Photo: Shwemawdaw Pagoda, Creative Commons


Obtaining thanaka paste is a very long process that speaks to its high value in Burmese culture. Thanaka trees must grow for at least 35 years before they’re considered old enough to produce quality cuttings, as the trees grow slowly and can take 10 years for the trunks to reach just two inches in diameter. Once the trees have grown large enough, they’re cut, and thanaka paste is then ground from the bark or roots.

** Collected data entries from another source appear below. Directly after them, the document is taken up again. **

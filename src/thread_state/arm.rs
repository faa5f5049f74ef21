//! 32-bit ARM register file description.

/// General-purpose registers of a 32-bit ARM thread.
#[derive(Debug, Clone, Copy, PartialEq, Eq)]
#[repr(u8)]
pub enum Reg {
    R0,
    R1,
    R2,
    R3,
    R4,
    R5,
    R6,
    R7,
    R8,
    R9,
    R10,
    R11,
    R12,
    Sp,
    Lr,
    Pc,
    Cpsr,
}

pub(crate) const REG_COUNT: usize = 17;

/// Every register, in storage order.
pub(crate) const ALL: [Reg; REG_COUNT] = [
    Reg::R0,
    Reg::R1,
    Reg::R2,
    Reg::R3,
    Reg::R4,
    Reg::R5,
    Reg::R6,
    Reg::R7,
    Reg::R8,
    Reg::R9,
    Reg::R10,
    Reg::R11,
    Reg::R12,
    Reg::Sp,
    Reg::Lr,
    Reg::Pc,
    Reg::Cpsr,
];

impl Reg {
    pub fn name(self) -> &'static str {
        match self {
            Self::R0 => "r0",
            Self::R1 => "r1",
            Self::R2 => "r2",
            Self::R3 => "r3",
            Self::R4 => "r4",
            Self::R5 => "r5",
            Self::R6 => "r6",
            Self::R7 => "r7",
            Self::R8 => "r8",
            Self::R9 => "r9",
            Self::R10 => "r10",
            Self::R11 => "r11",
            Self::R12 => "r12",
            Self::Sp => "sp",
            Self::Lr => "lr",
            Self::Pc => "pc",
            Self::Cpsr => "cpsr",
        }
    }
}

/// GP registers defined as callee-preserved, per Apple's iOS ARM function
/// call guide, plus SP and the return-address/instruction registers.
pub(crate) const NONVOLATILE: &[Reg] = &[
    Reg::R4,
    Reg::R5,
    Reg::R6,
    Reg::R7,
    Reg::R8,
    Reg::R10,
    Reg::R11,
    Reg::Sp,
    Reg::Lr,
    Reg::Pc,
];

/// DWARF register mappings as defined in ARM's "DWARF for the ARM
/// Architecture", ARM IHI 0040B.
///
/// The CPSR and the VFP control registers are not allocated a number; the
/// standard considers them unnecessary for producing a backtrace.
pub(crate) const DWARF: &[(Reg, u64)] = &[
    (Reg::R0, 0),
    (Reg::R1, 1),
    (Reg::R2, 2),
    (Reg::R3, 3),
    (Reg::R4, 4),
    (Reg::R5, 5),
    (Reg::R6, 6),
    (Reg::R7, 7),
    (Reg::R8, 8),
    (Reg::R9, 9),
    (Reg::R10, 10),
    (Reg::R11, 11),
    (Reg::R12, 12),
    (Reg::Sp, 13),
    (Reg::Lr, 14),
    (Reg::Pc, 15),
];
//! Objective-C metadata parsing.
//!
//! Extracts `(is_meta, class, selector, IMP)` tuples from an image's ObjC
//! runtime data, covering both the legacy ObjC1 `__OBJC.__module_info`
//! layout and the modern ObjC2 `__DATA.__objc_classlist` layout in 32- and
//! 64-bit flavors. Everything is read through validated memory objects or
//! bounded copies; a class that fails to parse is skipped, not fatal.

use bitflags::bitflags;

use crate::error::{Error, Result};
use crate::macho::{MachO, SEG_DATA, SEG_OBJC};
use crate::mem::{self, BufExt, MemoryObject, TaskMemory};

const SECT_MODULE_INFO: &str = "__module_info";
const SECT_CLASS_LIST: &str = "__objc_classlist";
const SECT_OBJC_CONST: &str = "__objc_const";
const SECT_OBJC_DATA: &str = "__objc_data";

/// ObjC1 class-info flag: the class's method list is a single inline list
/// rather than a NULL-terminated array of list pointers.
const CLS_NO_METHOD_ARRAY: u32 = 0x4000;
/// Alternate ObjC1 method-list array terminator.
const END_OF_METHODS_LIST: u32 = 0xffff_ffff;

bitflags! {
    /// Flags in an ObjC2 class's `data_rw` structure.
    #[derive(Debug, Clone, Copy, PartialEq, Eq)]
    struct ClassRwFlags: u32 {
        /// The runtime has realized the class; its fields are valid.
        const REALIZED = 1 << 31;
        /// `data_ro` is a heap-allocated copy rather than a pointer into
        /// `__objc_const`.
        const COPIED_RO = 1 << 27;
    }
}

/// Longest class or selector name the parser hands to a visitor; longer
/// names are truncated.
const NAME_BUF: usize = 512;

const CLASS_CACHE_SIZE: usize = 1024;
//! Symbol resolution: Mach-O symbol-table lookup, the function-starts
//! stream, and the image+offset fallback.

mod common;

use common::*;
use crash_unwind::objc::ObjcCache;
use crash_unwind::symbols::{Symbol, symbolicate};
use crash_unwind::{Image, ImageList};

const BASE: u64 = 0x6000_0000;

fn build_symbol_image(task: &mut FakeTask) {
    let mut def = ImageDef::new_64(BASE, 0x1000);
    def.sections.push(SectionDef {
        seg: "__TEXT",
        sect: "__text",
        addr: BASE + 0x100,
        data: vec![0u8; 0x200],
    });
    def.symtab = Some(SymtabDef {
        linkedit_base: 0x6100_0000,
        symbols: vec![("start", BASE + 0x100), ("main", BASE + 0x140)],
        function_starts: vec![0x100, 0x140, 0x1c0],
    });
    build_image(task, &def);
}

#[test]
fn nearest_preceding_symbol_wins() {
    let mut task = FakeTask::new();
    build_symbol_image(&mut task);

    let mut images = ImageList::new();
    images.append(Image::new(BASE, &b"/usr/bin/app"[..]));

    let mut cache = ObjcCache::new();
    let mut resolved = None;
    symbolicate(&task, &images, &mut cache, BASE + 0x160, |symbol| {
        if let Symbol::Function { name, address } = symbol {
            resolved = Some((name.to_vec(), *address));
        }
    })
    .unwrap();

    assert_eq!(resolved, Some((b"main".to_vec(), BASE + 0x140)));
}

#[test]
fn unknown_image_is_an_error_but_unknown_symbol_is_not() {
    let mut task = FakeTask::new();

    // An image with no symbol table at all
    let def = ImageDef::new_64(BASE, 0x1000);
    build_image(&mut task, &def);

    let mut images = ImageList::new();
    images.append(Image::new(BASE, &b"/usr/lib/bare.dylib"[..]));

    let mut cache = ObjcCache::new();
    let mut fallback = None;
    symbolicate(&task, &images, &mut cache, BASE + 0x123, |symbol| {
        if let Symbol::Image { name, offset } = symbol {
            fallback = Some((name.to_vec(), *offset));
        }
    })
    .unwrap();
    assert_eq!(fallback, Some((b"bare.dylib".to_vec(), 0x123)));

    // An address outside every image cannot be attributed at all
    assert!(symbolicate(&task, &images, &mut cache, 0xdead_0000, |_| {
        panic!("nothing to resolve");
    })
    .is_err());
}

#[test]
fn function_starts_locate_unnamed_functions() {
    let mut task = FakeTask::new();
    build_symbol_image(&mut task);

    let image = Image::new(BASE, &b"/usr/bin/app"[..]);
    let view = image.view(&task).unwrap();

    assert_eq!(
        view.nearest_function_start(&task, BASE + 0x180).unwrap(),
        BASE + 0x140
    );
    assert_eq!(
        view.nearest_function_start(&task, BASE + 0x1f0).unwrap(),
        BASE + 0x1c0
    );
    // Before the first recorded function
    assert!(view.nearest_function_start(&task, BASE + 0x50).is_err());
}

#[test]
fn missing_section_is_not_found() {
    use crash_unwind::error::Error;

    let mut task = FakeTask::new();
    build_symbol_image(&mut task);

    let image = Image::new(BASE, &b"/usr/bin/app"[..]);
    let view = image.view(&task).unwrap();

    assert!(matches!(
        view.map_section(&task, "__TEXT", "__unwind_info"),
        Err(Error::NotFound)
    ));
    assert!(view.map_section(&task, "__TEXT", "__text").is_ok());
}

Traditionally, thanaka is sold from vendors as individual small logs or in bundles to be ground by the purchaser. But because of modern day needs for convenience, pre-ground powders and pastes are now available. However, many Burmese women remain true to its organic form, skeptical of what other ingredients may be mixed into the pre-made products.

Thanaka Bundles

Photo: Thanaka Bundles & Kyauk Pyin, Wikipedia Commons


Thanaka has become such an integral part of Burmese culture, it’s even a key ingredient in traditional festival rituals. Each year, Myanmar rings in the start of the new year with a four-day water festival called Thingyan. Rooted around the Buddhist belief that water brings prosperity and happiness, the festival is focused on exchanges of best wishes and splashing water at one another.

During the festival, a traditional thanaka-making event takes place where a group of young women grind thanaka bark and roots into a fine powder. Young men play music and dance, providing entertainment during the event. The ground thanaka powder is dissolved in holy water to create a liquidy paste that’s poured over images of Buddha. Locals then use the leftover water buckets to play and splash each other.

Thingyan Water Festival

Photo: Thingyan Water Festival, Wikipedia Commons


From ancient times to the present, thanaka has played an important role in Burmese culture. Myanmar is an exceptionally diverse country, especially considering its geographical size is comparable to the size of Texas. Its tumultuous, war-stricken history has brought people and cultural influences from over 100 ethnic groups together as one. Although riots between the local Buddhist and Muslim communities are known to occur, thanaka stands as a unifying symbol of cultural pride that is worn by all Burmese people.